Settimana corta, la Provincia rilancia il coordinamento

Villa Saporiti, sede della Provincia di Como

«Se un dirigente scolastico e il consiglio di istituto decidono in autonomia noi possiamo fare ben poco. Da tempo abbiamo chiesto ai presidi di cercare una via comune per organizzare la settimana corta. Richiesta non sempre ascoltata».
Così interviene il presidente della Provincia di Como, Maria Rita Livio chiamata sul banco degli imputati, nei giorni scorsi, dal preside del liceo Teresa Ciceri di Como per non aver svolto la funzione di coordinamento e di regia che ci si sarebbe aspettati dall’ente di via Borgovico e che invece «non è praticamente mai esistito», ha detto il preside del Ciceri, scuola che dal prossimo anno adotterà la settimana corta. Ovvero lezioni dal lunedì al venerdì lasciando il sabato libero agli studenti e alle loro famiglie così come avviene di regola nelle scuole primarie e in quelle secondarie di primo grado, salvo eccezioni.

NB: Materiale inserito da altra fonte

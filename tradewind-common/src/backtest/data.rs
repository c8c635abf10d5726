//! Tick data source and the bounded per-symbol tick cache.

use std::collections::{HashMap, VecDeque};

use chrono::{DateTime, Utc};

use crate::identifiers::Symbol;
use crate::types::QuoteTick;

/// An in-memory tick stream, replayed in timestamp order.
///
/// Ticks are stably sorted at construction, so two ticks sharing a
/// timestamp keep their input order.
#[derive(Debug, Clone)]
pub struct TickDataSource {
    ticks: Vec<QuoteTick>,
    index: usize,
}

impl TickDataSource {
    pub fn new(mut ticks: Vec<QuoteTick>) -> Self {
        ticks.sort_by_key(|tick| tick.timestamp);
        Self { ticks, index: 0 }
    }

    /// The timestamp of the next tick, if any remain.
    pub fn peek_timestamp(&self) -> Option<DateTime<Utc>> {
        self.ticks.get(self.index).map(|tick| tick.timestamp)
    }

    pub fn next_tick(&mut self) -> Option<QuoteTick> {
        let tick = self.ticks.get(self.index).cloned();
        if tick.is_some() {
            self.index += 1;
        }
        tick
    }

    pub fn len(&self) -> usize {
        self.ticks.len()
    }

    pub fn is_empty(&self) -> bool {
        self.ticks.is_empty()
    }

    pub fn remaining(&self) -> usize {
        self.ticks.len() - self.index
    }

    pub fn reset(&mut self) {
        self.index = 0;
    }
}

/// The data client's bounded tick cache: the most recent `capacity` ticks
/// per symbol, newest first.
#[derive(Debug)]
pub struct DataClient {
    capacity: usize,
    ticks: HashMap<Symbol, VecDeque<QuoteTick>>,
}

impl DataClient {
    pub fn new(capacity: usize) -> Self {
        Self {
            capacity,
            ticks: HashMap::new(),
        }
    }

    pub fn capacity(&self) -> usize {
        self.capacity
    }

    /// Record a tick, evicting the oldest once at capacity.
    pub fn process_tick(&mut self, tick: &QuoteTick) {
        let cache = self.ticks.entry(tick.symbol.clone()).or_default();
        cache.push_front(tick.clone());
        if cache.len() > self.capacity {
            cache.pop_back();
        }
    }

    /// The tick at reverse index `index` (0 is the most recent).
    pub fn quote_tick(&self, symbol: &Symbol, index: usize) -> Option<&QuoteTick> {
        self.ticks.get(symbol).and_then(|cache| cache.get(index))
    }

    pub fn tick_count(&self, symbol: &Symbol) -> usize {
        self.ticks.get(symbol).map(|cache| cache.len()).unwrap_or(0)
    }

    pub fn reset(&mut self) {
        self.ticks.clear();
    }
}

#[cfg(test)]
mod tests {
    use super::*;
    use crate::types::{Price, Quantity};
    use chrono::TimeZone;

    fn audusd() -> Symbol {
        Symbol::new("AUDUSD", "FXCM").unwrap()
    }

    fn tick(bid: &str, secs: i64) -> QuoteTick {
        QuoteTick::new(
            audusd(),
            Price::parse(bid).unwrap(),
            Price::parse(bid).unwrap(),
            Quantity::from_units(1_000_000),
            Quantity::from_units(1_000_000),
            Utc.timestamp_opt(secs, 0).unwrap(),
        )
    }

    #[test]
    fn source_replays_in_timestamp_order() {
        let mut source =
            TickDataSource::new(vec![tick("1.2", 5), tick("1.1", 1), tick("1.3", 3)]);
        assert_eq!(source.len(), 3);
        let times: Vec<i64> = std::iter::from_fn(|| source.next_tick())
            .map(|t| t.timestamp.timestamp())
            .collect();
        assert_eq!(times, vec![1, 3, 5]);
        assert_eq!(source.remaining(), 0);

        source.reset();
        assert_eq!(source.remaining(), 3);
        assert_eq!(source.peek_timestamp().unwrap().timestamp(), 1);
    }

    #[test]
    fn equal_timestamps_preserve_input_order() {
        let a = tick("1.1", 1);
        let b = tick("1.2", 1);
        let mut source = TickDataSource::new(vec![a.clone(), b.clone()]);
        assert_eq!(source.next_tick().unwrap(), a);
        assert_eq!(source.next_tick().unwrap(), b);
    }

    #[test]
    fn cache_evicts_beyond_capacity() {
        let mut client = DataClient::new(2);
        client.process_tick(&tick("1.1", 1));
        client.process_tick(&tick("1.2", 2));
        client.process_tick(&tick("1.3", 3));

        assert_eq!(client.tick_count(&audusd()), 2);
        assert_eq!(
            client.quote_tick(&audusd(), 0).unwrap().timestamp.timestamp(),
            3
        );
        assert_eq!(
            client.quote_tick(&audusd(), 1).unwrap().timestamp.timestamp(),
            2
        );
        assert!(client.quote_tick(&audusd(), 2).is_none());
    }
}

«Ripeto: come ente abbiamo chiesto agli istituti coesione per poter essere più forti quando poi si dovrà discutere con gli altri soggetti coinvolti, a partire dalla società che gestisce i mezzi pubblici, tassello fondamentale per far funzionare la settimana corta – spiega sempre Maria Rita Livio – La nostra funzione di regia però non può essere illimitata. Noi possiamo invitare le scuole, sollecitarle a dialogare ma oltre non possiamo andare. Sul fronte del coordinamento con chi garantisce il servizio del trasporto pubblico abbiamo un nostro consigliere che si sta occupando della materia ogni giorno vista l’importanza».
Intanto nei vari istituti superiori della provincia di Como il dibattito si fa sempre più acceso. In molti stanno valutando l’ipotesi settimana corta per il futuro, ma c’è anche chi si dimostra scettica come Erminia Colombo, preside del liceo Enrico Fermi di Cantù. «Le mie perplessità riguardano proprio l’impostazione di alcune scuole che a mio avviso non ricaverebbero alcun vantaggio dall’applicazione della settimana corta – interviene la dirigente – Mi spiego: ad esempio al liceo gli studenti non hanno una un numero di ore eccessivo al mattino e dunque questo indirizzo si presterebbe anche in maniera positiva alla settimana corta. Ma non è così. Chi frequenta il liceo, al mattino, ha una serie di ore di studio teorico e quindi gli alunni hanno assoluto bisogno, nel pomeriggio, di avere molto tempo a disposizione per studiare quanto appreso in precedenza. Difficile per loro allungare l’orario in settimana». Altro elemento chiave in tema di settimana corta, i trasporti. Il passaggio da sei a cinque giorni di lezione comporterebbe il ridisegno del piano degli orari. «Questo sicuramente rappresenterebbe il problema più complesso visto che ogni scuola ha le sue esigenze. La settimana corta non è assolutamente un’ipotesi da scartare a priori, ma vanno tenuti in considerazione svariati fattori che vanno fatti combaciare per garantire ad ogni istituto di potersi organizzare al meglio», chiude la preside Colombo.